FANNING, EDMUND

FANNING, EDMUND (1769–1841). Captain Edmund Fanning of Stonington, Connecticut, was the younger brother of naval officer Nathaniel
Fanning.* In a memorial to the U.S. Congress in 1833, Edmund Fanning
urged the legislature to support funding for an exploring expedition to the
high southern latitudes and the Pacific Ocean. He gave vent to the patriotic
sentiment that for the past thirty-three years he had engaged in trade with
China and various Pacific islands for the benefit of the nation. He affirmed
that his exertions initiated the extremely lucrative development of trade with
China, whereby fur-seal skins, beche-de-mer, sandalwood, mother-of-pearl,
and other commodities were obtained from the islands of the Pacific and
South Atlantic. He petitioned Congress so earnestly because the 1830s saw
a radical decline in seal populations, as the rookeries at Juan Fernandez
Island, Masafuera, the Falkland Islands, and other regions of fur-seal resort
had been heavily exploited.
Fanning was something of a pioneer. Not only was he engaged in the seal
fishery and the China trade at an early date, but he wrote books about it.
In the opening paragraphs of his first book, Voyages round the World; with
Selected Sketches of Voyages to the South Seas, North and South Pacific Oceans,
China, etc . . . 1792–1832 (1833), he describes his first sealing voyage in
1792 as promising an auspicious beginning, which idea, as soon becomes
apparent, was mistaken, as there were few people available with any experience in the seal fisheries of the South Atlantic. While this first voyage was
not a particular success, his subsequent efforts became landmarks in sealing
history. By 1797, when he commanded the brig Betsey, of New York, he
had gained such experience in the fur-seal fishery and the China trade that
the voyage cleared $52,000 in profit.
Fanning was among the first to publish voyage narratives* regarding these
aspects of the China trade. He wrote two books, the first dealing with his early voyages and sealing experiences.

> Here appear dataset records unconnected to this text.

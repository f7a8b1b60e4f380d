//! Workflow document definition.

use std::collections::HashMap;

use chrono::{DateTime, Utc};
use serde::{Deserialize, Serialize};
use switchyard_core::WorkflowId;

use crate::connection::Connection;
use crate::graph::GraphModel;
use crate::node::{Node, NodeId};

/// Descriptive metadata attached to a workflow document.
#[derive(Debug, Clone, PartialEq, Serialize, Deserialize)]
pub struct WorkflowMetadata {
    /// Human-readable workflow name.
    pub name: String,
    /// Optional longer description.
    #[serde(default, skip_serializing_if = "Option::is_none")]
    pub description: Option<String>,
    /// Monotonically increasing version number.
    pub version: u32,
    /// Free-form tags for discovery.
    #[serde(default, skip_serializing_if = "Vec::is_empty")]
    pub tags: Vec<String>,
    /// When the document was created.
    pub created_at: DateTime<Utc>,
    /// When the document was last modified.
    pub updated_at: DateTime<Utc>,
}

impl WorkflowMetadata {
    /// Creates metadata for a new version-1 workflow.
    #[must_use]
    pub fn new(name: impl Into<String>) -> Self {
        let now = Utc::now();
        Self {
            name: name.into(),
            description: None,
            version: 1,
            tags: Vec::new(),
            created_at: now,
            updated_at: now,
        }
    }

    /// Sets the description.
    #[must_use]
    pub fn with_description(mut self, description: impl Into<String>) -> Self {
        self.description = Some(description.into());
        self
    }

    /// Adds a tag.
    #[must_use]
    pub fn with_tag(mut self, tag: impl Into<String>) -> Self {
        self.tags.push(tag.into());
        self
    }

    /// Bumps the version and touches the updated timestamp.
    pub fn bump_version(&mut self) {
        self.version += 1;
        self.updated_at = Utc::now();
    }
}

/// A complete workflow document: nodes, connections, and the designated
/// trigger entry points.
///
/// Node declaration order is significant: it breaks ties when the graph
/// model computes a topological order, so two loads of the same document
/// always schedule nodes identically.
#[derive(Debug, Clone, PartialEq, Serialize, Deserialize)]
pub struct Workflow {
    /// Unique identifier of this workflow.
    pub id: WorkflowId,
    /// Descriptive metadata.
    pub metadata: WorkflowMetadata,
    /// All nodes, in declaration order.
    pub nodes: Vec<Node>,
    /// All connections between node ports.
    #[serde(default)]
    pub connections: Vec<Connection>,
    /// Node IDs designated as trigger entry points.
    #[serde(default)]
    pub triggers: Vec<NodeId>,
}

impl Workflow {
    /// Creates an empty workflow with a fresh ID.
    #[must_use]
    pub fn new(name: impl Into<String>) -> Self {
        Self {
            id: WorkflowId::new(),
            metadata: WorkflowMetadata::new(name),
            nodes: Vec::new(),
            connections: Vec::new(),
            triggers: Vec::new(),
        }
    }

    /// Adds a node and returns its ID. Trigger nodes are also registered
    /// as entry points.
    pub fn add_node(&mut self, node: Node) -> NodeId {
        let id = node.id;
        if node.is_trigger() {
            self.triggers.push(id);
        }
        self.nodes.push(node);
        id
    }

    /// Adds a connection between two existing nodes.
    pub fn connect(&mut self, connection: Connection) {
        self.connections.push(connection);
    }

    /// Looks up a node by ID.
    #[must_use]
    pub fn node(&self, id: NodeId) -> Option<&Node> {
        self.nodes.iter().find(|n| n.id == id)
    }

    /// Returns the declaration position of a node, if present.
    #[must_use]
    pub fn node_position(&self, id: NodeId) -> Option<usize> {
        self.nodes.iter().position(|n| n.id == id)
    }

    /// Returns a map from node ID to node for fast repeated lookups.
    #[must_use]
    pub fn node_map(&self) -> HashMap<NodeId, &Node> {
        self.nodes.iter().map(|n| (n.id, n)).collect()
    }

    /// Returns the trigger nodes in declaration order.
    pub fn trigger_nodes(&self) -> impl Iterator<Item = &Node> {
        self.triggers.iter().filter_map(|id| self.node(*id))
    }

    /// Builds the graph model for this workflow.
    pub fn graph(&self) -> Result<GraphModel, crate::error::GraphError> {
        GraphModel::build(self)
    }
}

The second, Voyages to the South Seas,
Indian and Pacific Oceans, China, North-west Coast, Feejee Islands, South
Shetlands, &c. &c . . . 1830–1837 (1838), includes historical material such
as a narrative description of the massacre in 1811 of the crew of the ship
Tonquin,* Lieutenant Jonathan Thorn, U.S. Navy, master, by the native
peoples of Vancouver Island on the Northwest Coast.* He also includes a
description of American whaling, detailing the cutting-in and trying-out of
right whales. He discusses the discovery of some small islands in the Pacific,
one of which, Fanning Island, located at 3 51’ north, 159 12’ west, about
1,200 miles south of Hawai’i, still bears his name. He gives good accounts
of the particulars of trade with the Fiji Islanders and the curiosities, dangers,
ethnographic observations, and other features of importance to future traders with these people.
The importance of Fanning’s voyages and writings is reflected in his influence upon such mariners as Captain Nathaniel B. Palmer, for whom Palmer’s Land in Antarctica* is named; Captain Benjamin Pendleton, who
commanded the exploring expedition that ended ignominiously in mutiny*
upon the Araucanian coast in the late summer of 1830; and Charles Wilkes,
who was to command the very successful and important U.S. Exploring
Expedition* of 1838 to 1842. Fanning was able to convince Congress of
the importance of his ideas, which speaks to his authoritative knowledge of
the position of the United States in the maritime merchant trade at the turn
of the eighteenth century and the early years of the nineteenth.